Celebrity Tax Tuesday - 4 Music Stars With Tax Blues
Musicians have faced some heavy discord with Uncle Sam in back taxes they've owed over the years.
Granted, many artists don't intentionally evade taxes. It's often the result of bad management, lack of the tax law knowledge and a very complicated filing system.
And while there are a bunch who do intentionally blow off Uncle Sam, we all know, in the end, he eventually comes a-knockin' and demands the rent.
So, here are four musical entertainers who have wrestled with the IRS...
Back in August 2016, we learned that Cornell Iral Haynes Jr. -- a.k.a the rapper Nelly -- owed the IRS more that $2.4 million.
The IRS put a lien on his assets. But fans wanted to help. So to #SaveNelly, they feverishly started streaming "Hot in Herre" to help him raise money. But if you consider it's roughly $4,000 in real money generated from every one million individual streams, then split with three other co-writers... well, the campaign #FellShort.
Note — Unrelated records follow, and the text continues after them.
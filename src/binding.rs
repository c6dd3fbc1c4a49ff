// Copyright (c) 2023 Jonathan "Razordor" Alan Thomason
//! Implicit binding: a library opened on first use and kept for the rest of
//! the process.
//!
//! A [`Binding`] never releases its library. The file stays mapped until the
//! process exits, so it cannot be replaced or rebuilt while the program runs.
//! Use [`Invoker`](crate::Invoker) or [`Library`] directly when that matters.

use std::sync::{Mutex, OnceLock, PoisonError};

use crate::{Library, Result, Signature, Symbol};

/// A library opened lazily from a list of candidate paths.
///
/// This object is designed to be used with [`bind`](crate::bind).
#[derive(Debug)]
pub struct Binding {
	paths: &'static [&'static str],
	init: Mutex<()>,
	lib: OnceLock<Library>,
}

impl Binding {
	/// Constructs a new `Binding`.
	///
	/// `paths` are tried in order and the first one that opens is kept. If
	/// `paths` is empty the running program itself is opened.
	///
	/// # Examples
	///
	/// ```rust
	/// use dyninvoke::Binding;
	///
	/// static LOOPS: Binding = Binding::new(&["./libloops.so", "libloops.so"]);
	/// ```
	#[inline]
	pub const fn new(paths: &'static [&'static str]) -> Self {
		Self {
			paths,
			init: Mutex::new(()),
			lib: OnceLock::new(),
		}
	}

	/// Returns the bound library, opening it on the first call.
	///
	/// May block while another thread is opening it. A failed attempt leaves
	/// the binding empty, so a later call tries again.
	///
	/// # Errors
	///
	/// The [`LoadFailed`](crate::Error::LoadFailed) error of the first
	/// candidate path if none of them could be opened.
	pub fn library(&self) -> Result<&Library> {
		if let Some(lib) = self.lib.get() {
			return Ok(lib);
		}
		let _init = self.init.lock().unwrap_or_else(PoisonError::into_inner);
		if let Some(lib) = self.lib.get() {
			return Ok(lib);
		}
		let lib = self.open_first()?;
		tracing::debug!(path = %lib.path().display(), "binding initialized");
		Ok(self.lib.get_or_init(|| lib))
	}

	fn open_first(&self) -> Result<Library> {
		let Some((first, rest)) = self.paths.split_first() else {
			return Library::this();
		};
		match Library::open(first) {
			Ok(lib) => Ok(lib),
			Err(err) => rest
				.iter()
				.find_map(|path| Library::open(path).ok())
				.ok_or(err),
		}
	}

	/// Resolves `name` in the bound library, opening it first if needed.
	///
	/// # Errors
	///
	/// Whatever [`library`](Binding::library) or [`Library::symbol`] report.
	///
	/// # Examples
	///
	/// ```no_run
	/// use dyninvoke::Binding;
	///
	/// static LOOPS: Binding = Binding::new(&["libloops.so"]);
	/// let sym = LOOPS.symbol("loop1")?;
	/// let loop1 = unsafe { sym.to_fn::<extern "C" fn() -> i64>() };
	/// println!("{}", loop1.call(()));
	/// # Ok::<(), dyninvoke::Error>(())
	/// ```
	pub fn symbol(&self, name: &str) -> Result<Symbol<'_>> {
		self.library()?.symbol(name)
	}

	/// The bound library, if it has been opened.
	#[inline]
	pub fn get(&self) -> Option<&Library> {
		self.lib.get()
	}
}

/// A function pointer resolved from a [`Binding`] on first use and cached.
///
/// Usually declared by [`bind`](crate::bind) rather than by hand.
pub struct LazyFn<F: Signature> {
	name: &'static str,
	binding: &'static Binding,
	func: OnceLock<F>,
}

impl<F: Signature> LazyFn<F> {
	/// Declares `name` in `binding` with the signature `F`.
	///
	/// # Safety
	///
	/// `F` must match the export's real declaration, including its calling
	/// convention. Every later [`get`](LazyFn::get) relies on it.
	#[inline]
	pub const unsafe fn new(binding: &'static Binding, name: &'static str) -> Self {
		Self {
			name,
			binding,
			func: OnceLock::new(),
		}
	}

	/// Returns the function pointer, resolving it on the first call.
	///
	/// # Errors
	///
	/// Whatever [`Binding::symbol`] reports. Nothing is cached on failure.
	pub fn get(&self) -> Result<F> {
		if let Some(func) = self.func.get() {
			return Ok(*func);
		}
		let sym = self.binding.symbol(self.name)?;
		// SAFETY: the signature was asserted when this `LazyFn` was declared, and
		// the binding never releases its library.
		let func = unsafe { sym.to_fn::<F>() }.into_inner();
		Ok(*self.func.get_or_init(|| func))
	}

	#[inline]
	pub fn name(&self) -> &'static str {
		self.name
	}
}

impl<F: Signature> std::fmt::Debug for LazyFn<F> {
	fn fmt(&self, f: &mut std::fmt::Formatter<'_>) -> std::fmt::Result {
		f.debug_struct("LazyFn")
			.field("name", &self.name)
			.field("resolved", &self.func.get().is_some())
			.finish()
	}
}

#[cfg(test)]
mod tests {
	use super::*;
	use crate::ErrorKind;

	static MISSING: Binding = Binding::new(&["dyninvoke_missing_a", "dyninvoke_missing_b"]);

	#[test]
	fn failed_binding_stays_empty() {
		let err = MISSING.symbol("loop1").unwrap_err();
		assert_eq!(err.kind(), ErrorKind::LoadFailed);
		assert!(err.to_string().contains("dyninvoke_missing_a"));
		assert!(MISSING.get().is_none());
	}

	#[test]
	fn lazy_fn_reports_load_failure() {
		static LOOP1: LazyFn<extern "C" fn() -> i64> = unsafe { LazyFn::new(&MISSING, "loop1") };
		assert_eq!(LOOP1.get().unwrap_err().kind(), ErrorKind::LoadFailed);
		assert_eq!(LOOP1.name(), "loop1");
	}
}
// Copyright (c) 2023 Jonathan "Razordor" Alan Thomason
use std::{ffi, fmt, marker, ptr::NonNull};

use crate::signature::{self, Func, Signature};
use crate::Library;

/// The address of an export resolved from a [`Library`].
///
/// A `Symbol` borrows the library it came from, so the library cannot be
/// released or dropped while the address is still reachable.
#[derive(PartialEq, Eq, Clone, Copy)]
pub struct Symbol<'lib> {
	addr: NonNull<ffi::c_void>,
	_lib: marker::PhantomData<&'lib Library>,
}

impl<'lib> Symbol<'lib> {
	#[inline]
	pub(crate) fn new(addr: NonNull<ffi::c_void>) -> Self {
		Self {
			addr,
			_lib: marker::PhantomData,
		}
	}

	/// Returns the raw address.
	#[inline]
	pub const fn as_ptr(self) -> *mut ffi::c_void {
		self.addr.as_ptr()
	}

	/// Casts to a pointer of another type.
	#[inline]
	pub const fn cast<T>(self) -> *mut T {
		self.addr.as_ptr().cast()
	}

	/// Reinterprets the address as a function of type `F`.
	///
	/// # Safety
	///
	/// `F` must match the export's real parameter types, return type and
	/// calling convention. Nothing can verify this across the native boundary;
	/// a mismatch is undefined behavior when the function is called.
	///
	/// # Examples
	///
	/// ```no_run
	/// use dyninvoke::Library;
	///
	/// let lib = Library::open("libfixture.so")?;
	/// let sym = lib.symbol("add_two_ints")?;
	/// // declared in C as `int add_two_ints(int a, int b)`
	/// let add = unsafe { sym.to_fn::<extern "C" fn(i32, i32) -> i32>() };
	/// assert_eq!(add.call((2, 3)), 5);
	/// # Ok::<(), dyninvoke::Error>(())
	/// ```
	#[inline]
	pub unsafe fn to_fn<F: Signature>(self) -> Func<'lib, F> {
		signature::reinterpret(self)
	}
}

impl fmt::Debug for Symbol<'_> {
	fn fmt(&self, f: &mut fmt::Formatter<'_>) -> fmt::Result {
		f.debug_tuple("Symbol").field(&self.addr).finish()
	}
}
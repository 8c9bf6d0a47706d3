use std::cell::Cell;
use std::rc::Rc;

use notebook_chunk_header::{classify, is_setup_chunk, Classification};

use crate::collaborators::{
    EditingTarget, LineAnchor, OptionsPanelVariant, OverlayHost, OverlayServices,
};
use crate::config::OverlayConfig;
use crate::error::Result;
use crate::types::{ChunkState, ConfirmRequest, LineWidgetHandle, MessageKind, Position, ToolbarSpec};

const DEQUEUE_TITLE: &str = "Chunk Pending Execution";
const DEQUEUE_MESSAGE: &str = "The code in this chunk is scheduled to run later, \
                               when other chunks have finished executing.";

/// One control overlay bound to one chunk's header line.
///
/// The controller owns its line anchor and widget handle exclusively and
/// holds shared references to the document and services. It never mutates
/// the document; edits reach it only through the anchor's row remapping.
///
/// After [`detach`](Self::detach) the controller is dead: any further call
/// is a programming error and panics. The one exception is a dialog
/// continuation still in flight when the overlay is detached, which is
/// silently dropped.
pub struct ChunkOverlayController {
    target: Rc<dyn EditingTarget>,
    services: OverlayServices,
    host: Rc<dyn OverlayHost>,
    anchor: Rc<dyn LineAnchor>,
    widget: LineWidgetHandle,
    classification: Classification,
    state: Cell<ChunkState>,
    config: OverlayConfig,
    // Shared with pending dialog continuations so they can tell that the
    // overlay died while the dialog was open.
    detached: Rc<Cell<bool>>,
}

impl ChunkOverlayController {
    /// Bind a new overlay to the chunk whose header is at `header_row`.
    ///
    /// Classifies the header once, attaches the toolbar widget (idle, with
    /// action enablement derived from the classification), and anchors the
    /// row. Fails only on invalid configuration.
    pub fn new(
        target: Rc<dyn EditingTarget>,
        services: OverlayServices,
        host: Rc<dyn OverlayHost>,
        header_row: usize,
        config: OverlayConfig,
    ) -> Result<Self> {
        config.validate()?;

        let header = clip_header(target.line_text(header_row), config.max_header_len);
        let classification = classify(&header);

        let toolbar = ToolbarSpec {
            options_enabled: !classification.is_setup,
            run_enabled: classification.is_runnable,
            dark: config.dark,
        };
        let widget = host.attach_line_widget(header_row, toolbar);
        let anchor = target.create_anchor(header_row);

        log::debug!(
            "attached chunk overlay at row {header_row} (setup: {}, runnable: {})",
            classification.is_setup,
            classification.is_runnable
        );

        Ok(Self {
            target,
            services,
            host,
            anchor,
            widget,
            classification,
            state: Cell::new(ChunkState::Idle),
            config,
            detached: Rc::new(Cell::new(false)),
        })
    }

    /// The chunk header's current row, post-edit-adjusted by the anchor
    #[must_use]
    pub fn anchored_row(&self) -> usize {
        self.ensure_attached();
        self.anchor.current_row()
    }

    /// The classification computed from the header at construction time
    #[must_use]
    pub fn classification(&self) -> Classification {
        self.ensure_attached();
        self.classification
    }

    /// Current toolbar state
    #[must_use]
    pub fn state(&self) -> ChunkState {
        self.ensure_attached();
        self.state.get()
    }

    /// Sync the toolbar display to a new state.
    ///
    /// A display sync point, not a state-machine guard: any state may be set
    /// at any time, as dictated by the execution queue.
    pub fn set_state(&self, state: ChunkState) {
        self.ensure_attached();
        self.state.set(state);
        self.host.set_widget_state(&self.widget, state);
        log::trace!(
            "chunk overlay at row {} now {}",
            self.anchor.current_row(),
            state.as_str()
        );
    }

    /// Handle of the attached line widget, for external layout
    #[must_use]
    pub fn line_widget(&self) -> LineWidgetHandle {
        self.ensure_attached();
        self.widget
    }

    /// Release the anchor and remove the widget. The controller is invalid
    /// afterward; any further call panics.
    pub fn detach(&self) {
        self.ensure_attached();
        let row = self.anchor.current_row();
        self.anchor.release();
        self.host.remove_line_widget(&self.widget);
        self.detached.set(true);
        log::debug!("detached chunk overlay from row {row}");
    }

    /// Forward "execute every chunk before this one"
    pub fn run_previous_chunks(&self) {
        self.ensure_attached();
        self.target.execute_previous_chunks(self.chunk_position());
    }

    /// Forward "execute this chunk"
    pub fn run_chunk(&self) {
        self.ensure_attached();
        self.target.execute_chunk(self.chunk_position());
    }

    /// Pop up the chunk-options panel at screen coordinates `(x, y)`.
    ///
    /// Setup-ness is re-read from the header's current text, not the cached
    /// classification: the header may have been edited since construction,
    /// and the setup panel differs from the default one. Runnability stays
    /// cached; it only feeds the construction-time toolbar.
    pub fn show_options(&self, x: i32, y: i32) {
        self.ensure_attached();
        let position = self.chunk_position();
        let header = clip_header(self.target.line_text(position.row), self.config.max_header_len);
        let variant = if is_setup_chunk(&header) {
            OptionsPanelVariant::Setup
        } else {
            OptionsPanelVariant::Default
        };

        let mut panel = self.services.panels.create(variant);
        panel.init(Rc::clone(&self.target), position);
        panel.show();
        panel.focus();
        panel.set_position(x, y, self.config.popup_inset_px);
    }

    /// Forward an interrupt request to the execution engine. Local state is
    /// untouched; the resulting status update arrives later via
    /// [`set_state`](Self::set_state).
    pub fn interrupt_chunk(&self) {
        self.ensure_attached();
        self.services.engine.interrupt(None);
    }

    /// Ask whether the pending chunk should be removed from the queue.
    ///
    /// Two buttons, no cancel, focus on "Don't Run". Only an explicit
    /// "Don't Run" dequeues, using the row current when the answer arrives,
    /// not when the dialog opened. A dismissal or "OK" does nothing, and an
    /// answer arriving after detach is ignored.
    pub fn dequeue_chunk(&self) {
        self.ensure_attached();

        let detached = Rc::clone(&self.detached);
        let anchor = Rc::clone(&self.anchor);
        let target = Rc::clone(&self.target);
        let on_no = Box::new(move || {
            if detached.get() {
                log::debug!("dropping dequeue confirmation for a detached overlay");
                return;
            }
            target.dequeue_chunk(anchor.current_row());
        });

        self.services.dialogs.confirm(
            ConfirmRequest {
                kind: MessageKind::Question,
                title: DEQUEUE_TITLE.to_string(),
                message: DEQUEUE_MESSAGE.to_string(),
                include_cancel: false,
                yes_label: "OK".to_string(),
                no_label: "Don't Run".to_string(),
                default_to_no: true,
            },
            None,
            Some(on_no),
            None,
        );
    }

    fn chunk_position(&self) -> Position {
        Position::at_row(self.anchor.current_row())
    }

    fn ensure_attached(&self) {
        assert!(
            !self.detached.get(),
            "chunk overlay controller used after detach"
        );
    }
}

impl Drop for ChunkOverlayController {
    fn drop(&mut self) {
        // Dropping an attached controller releases its resources the same
        // way detach does; pending continuations see the flag flip.
        if !self.detached.get() {
            self.anchor.release();
            self.host.remove_line_widget(&self.widget);
            self.detached.set(true);
        }
    }
}

/// Cap the header prefix handed to the classifier, on a char boundary.
fn clip_header(mut line: String, max: usize) -> String {
    if let Some((idx, _)) = line.char_indices().nth(max) {
        line.truncate(idx);
        log::warn!("chunk header clipped to {max} chars for classification");
    }
    line
}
It was rumored that the IRS was going after a portion of ticket sales for his recent tours.
Back in 2007, the IRS sent Anthony a bill for $2.5 million in back taxes. He agreed to pay it all back after failing to file returns for five years.
Then in 2010, he received two additional bills totaling over $3 million for unpaid taxes on real estate.
Jeffrey Atkins, better known as the rapper Ja Rule, was charged with three counts of tax evasion for neglecting to pay his taxes from 2004 to 2006. He had to pay more than $1 million in back taxes and penalties and served 28 months in prison.
But his money issues haven't gone away. He has been in the press again thanks to the Fyre Festival fiasco.
In a nutshell, Ja Rule and entrepreneur Billy McFarland put together a supposedly super high-end music festival on the private island of Exuma in the Bahamas from April 28 to 30 and May 5 to 7. They sold tickets for $1,000 and $12,000 (or $250,000 for VIP packages).
Unfortunately, the event was a complete disaster. Lawsuits are mounting, and we're guessing those pesky tax bills will too.
In 1990, country singer Willie Nelson owed the IRS $16.7 million in unpaid taxes, one of the biggest bills in music history.
The IRS seized a ton of possessions, but that wasn't enough to cover his big fat bill.
So he had to release an album to raise the money he needed to pay off his tax debt.
And a fun factoid: many of his things that were seized by the IRS were bought at auctions by his fans and friends. And then, they returned them to him. Now that is true love.